I wasn’t apologizing to her. I was apologizing to Katie, but I couldn’t tell the doctor that, so I just smiled. “Thanks for understanding.”
Chapter 10
I didn’t talk the whole way home from therapy, which made Mom think that I was mad at her. I had to stay silent though, because the minute I spoke, Katie was in my ear trying to talk to me, and I couldn’t have my mother thinking I was crazy. It was one thing to talk openly about my hallucinations with Doctor Rachel. Her office was a safe space.
That didn’t make us friends, of course, because if we became friends then I would be opening her up for the curse of Anna. The one that left everybody I loved dead or wounded.
“You’re not cursed,” Katie said from the back seat. “You’ve just been unlucky up ‘til now, but maybe that means you’re going to be super lucky in the future. Did you ever think of that?”
I hadn’t thought of that, but I wasn’t about to start now. After all, Katie was just a figment of my imagination trying to make me feel better. Keeping everybody at a distance allowed me to live with myself. It allowed me to know that nobody else would be hurt because of me.
“I have tomorrow off, you know,” Mom said as she pulled into the driveway. “I was thinking that maybe we could go to the zoo. I know you and Katie liked that. What do you think, hija?”

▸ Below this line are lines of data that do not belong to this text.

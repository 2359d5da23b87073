use ndarray::{Array1, Array2};

use crate::surface::FunctionId;

use super::GridConfig;

/// Evenly spaced samples from `min` to `max` inclusive.
///
/// The final sample is pinned to `max` so the configured bounds are hit
/// exactly despite rounding in the step.
fn axis(min: f64, max: f64, resolution: usize) -> Array1<f64> {
    let step = (max - min) / (resolution - 1) as f64;
    Array1::from_shape_fn(resolution, |i| {
        if i == resolution - 1 {
            max
        } else {
            min + step * i as f64
        }
    })
}

/// A sampled surface: coordinate meshes and heights over a rectangular domain.
///
/// Follows the meshgrid convention: `x` varies along columns, `y` along rows,
/// and `z[[i, j]]` is the surface height at `(x[[i, j]], y[[i, j]])`.
#[derive(Debug, Clone, PartialEq)]
pub struct SurfaceGrid {
    pub x: Array2<f64>,
    pub y: Array2<f64>,
    pub z: Array2<f64>,
}

impl SurfaceGrid {
    /// Samples `function` over the domain described by `config`.
    ///
    /// The caller validates `config` first; a valid configuration always
    /// produces a finite mesh.
    pub(crate) fn build(function: FunctionId, config: &GridConfig) -> Self {
        let n = config.resolution;
        let xs = axis(config.x_min, config.x_max, n);
        let ys = axis(config.y_min, config.y_max, n);

        Self {
            x: Array2::from_shape_fn((n, n), |(_, j)| xs[j]),
            y: Array2::from_shape_fn((n, n), |(i, _)| ys[i]),
            z: Array2::from_shape_fn((n, n), |(i, j)| function.value(xs[j], ys[i])),
        }
    }

    /// Number of samples along each axis.
    #[must_use]
    pub fn resolution(&self) -> usize {
        self.z.nrows()
    }

    /// The sampled x domain as `(min, max)`.
    #[must_use]
    pub fn x_bounds(&self) -> (f64, f64) {
        (self.x[[0, 0]], self.x[[0, self.x.ncols() - 1]])
    }

    /// The sampled y domain as `(min, max)`.
    #[must_use]
    pub fn y_bounds(&self) -> (f64, f64) {
        (self.y[[0, 0]], self.y[[self.y.nrows() - 1, 0]])
    }

    /// The smallest and largest sampled heights as `(min, max)`.
    #[must_use]
    pub fn z_bounds(&self) -> (f64, f64) {
        self.z
            .iter()
            .fold((f64::INFINITY, f64::NEG_INFINITY), |(min, max), &z| {
                (min.min(z), max.max(z))
            })
    }
}
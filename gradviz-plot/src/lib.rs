mod colormap;

use eframe::egui;
use egui_plot::{Arrows, Legend, Plot, PlotImage, PlotPoint, Points};
use gradviz_components::{
    sampler::GridConfig,
    scene::{Scene, SceneInput, SceneOutput},
    surface::{FunctionId, Point2D},
};
use gradviz_core::Component;

/// Half-step scale for the on-plot ascent arrow, in domain units.
const ARROW_LENGTH: f64 = 0.5;

/// A runnable egui application for exploring surface gradients.
///
/// Shows the sampled surface as a colormapped top-down view with a marker at
/// the evaluation point and an arrow along the steepest-ascent direction.
/// The arrow is the horizontal-plane projection of the gradient, matching
/// the textual summary in the side panel.
///
/// Every control change runs one full [`Scene`] cycle. If a cycle fails the
/// previous result stays on screen, so a bad input never blanks the view.
pub struct SurfaceApp {
    scene: Scene,
    function: FunctionId,
    x: f64,
    y: f64,
    current: Option<SceneOutput>,
    texture: Option<(FunctionId, egui::TextureHandle)>,
}

impl SurfaceApp {
    #[must_use]
    pub fn new(config: GridConfig) -> Self {
        Self {
            scene: Scene::new(config),
            function: FunctionId::Peak,
            x: 0.5,
            y: 0.5,
            current: None,
            texture: None,
        }
    }

    #[allow(clippy::missing_errors_doc)]
    pub fn run(self, name: &str) -> Result<(), eframe::Error> {
        eframe::run_native(
            name,
            eframe::NativeOptions::default(),
            Box::new(|_cc| Ok(Box::new(self))),
        )
    }

    fn controls(&mut self, ui: &mut egui::Ui) -> bool {
        let mut changed = false;

        egui::ComboBox::from_label("Function")
            .selected_text(self.function.display_name())
            .show_ui(ui, |ui| {
                for id in FunctionId::ALL {
                    changed |= ui
                        .selectable_value(&mut self.function, id, id.display_name())
                        .changed();
                }
            });

        changed |= ui
            .add(egui::Slider::new(&mut self.x, -2.0..=2.0).step_by(0.1).text("x"))
            .changed();
        changed |= ui
            .add(egui::Slider::new(&mut self.y, -2.0..=2.0).step_by(0.1).text("y"))
            .changed();

        changed
    }

    fn summary_panel(ui: &mut egui::Ui, output: &SceneOutput) {
        ui.separator();
        ui.label(egui::RichText::new(output.evaluation.formula).strong());
        ui.add_space(4.0);
        ui.monospace(format!("z     = {:.4}", output.evaluation.z));
        ui.monospace(format!("∂f/∂x = {:.4}", output.evaluation.dz_dx));
        ui.monospace(format!("∂f/∂y = {:.4}", output.evaluation.dz_dy));
        ui.monospace(format!("|∇f|  = {:.4}", output.summary.magnitude));

        if output.summary.is_critical {
            ui.add_space(4.0);
            ui.label("Critical point: the gradient vanishes here.");
        }
    }

    fn recompute(&mut self, ctx: &egui::Context) {
        let input = SceneInput {
            function: self.function,
            point: Point2D::new(self.x, self.y),
        };

        // On failure the previous output stays on screen.
        if let Ok(output) = self.scene.call(input) {
            let fresh = !matches!(&self.texture, Some((id, _)) if *id == input.function);
            if fresh {
                let image = colormap::grid_image(&output.grid);
                let handle = ctx.load_texture("surface", image, egui::TextureOptions::LINEAR);
                self.texture = Some((input.function, handle));
            }
            self.current = Some(output);
        }
    }
}

impl eframe::App for SurfaceApp {
    fn update(&mut self, ctx: &egui::Context, _frame: &mut eframe::Frame) {
        let mut dirty = self.current.is_none();

        egui::SidePanel::left("controls").show(ctx, |ui| {
            ui.heading("Gradient & Steepest Ascent");
            dirty |= self.controls(ui);

            if let Some(output) = &self.current {
                Self::summary_panel(ui, output);
            }
        });

        if dirty {
            self.recompute(ctx);
        }

        egui::CentralPanel::default().show(ctx, |ui| {
            let (Some(output), Some((_, texture))) = (&self.current, &self.texture) else {
                return;
            };

            let (x_min, x_max) = output.grid.x_bounds();
            let (y_min, y_max) = output.grid.y_bounds();
            let center = PlotPoint::new((x_min + x_max) / 2.0, (y_min + y_max) / 2.0);
            let size = egui::vec2((x_max - x_min) as f32, (y_max - y_min) as f32);

            Plot::new("surface")
                .data_aspect(1.0)
                .legend(Legend::default())
                .show(ui, |plot_ui| {
                    plot_ui.image(PlotImage::new(texture, center, size).name("Surface height"));

                    plot_ui.points(
                        Points::new(vec![[self.x, self.y]])
                            .radius(5.0)
                            .color(egui::Color32::RED)
                            .name("Current point"),
                    );

                    if let Some([ux, uy]) = output.summary.direction {
                        let tip = [self.x + ARROW_LENGTH * ux, self.y + ARROW_LENGTH * uy];
                        plot_ui.arrows(
                            Arrows::new(vec![[self.x, self.y]], vec![tip])
                                .color(egui::Color32::RED)
                                .name("Steepest ascent"),
                        );
                    }
                });
        });
    }
}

We did like that, especially the bat enclosure. It was a weird thing to like, and more than a little creepy, but Katie liked being scared. You wouldn’t think that about her, with how nice and sweet she was, but she loved being scared. We would stay up all night sometimes watching movies like Friday the 13th and Hereditary.
“Maybe,” I said. “Probably not though. I kind of just want to veg.”
I didn’t like being scared, which made being friends with Katie very hard, especially at night. I would do anything for just one day where I could watch scary movies with her again.
“Would that make you happy?” Katie asked as I got out of the car. “I will watch all the scary movies with you if you just listen to me.”
I didn’t say anything until I got into my room, but the minute I closed the door I threw down my coat and wheeled on her.
“What?” I asked. “What kind of crazy thing do you want me to do, Katie? Oh wait, it doesn’t matter, because you’re not real.”
“I am real,” Katie said.
“Then why can nobody else see you?”
“I don’t know,” Katie replied coolly. “It’s not like I want anybody to see me except for you, so I didn’t ask any questions about it. I figured if anybody would understand that, it would be you.”
“Well, I don’t understand,” I said, plopping down on the bed. “Or I guess, I do understand. I understand that I’m crazy. Maybe if I just sleep this will all be over. Maybe I’m just delusional from lack of sleep.”
Katie hovered into my line of sight. “That won’t make me go away, Anna. I need your help.”
“Go find somebody else to bother then.”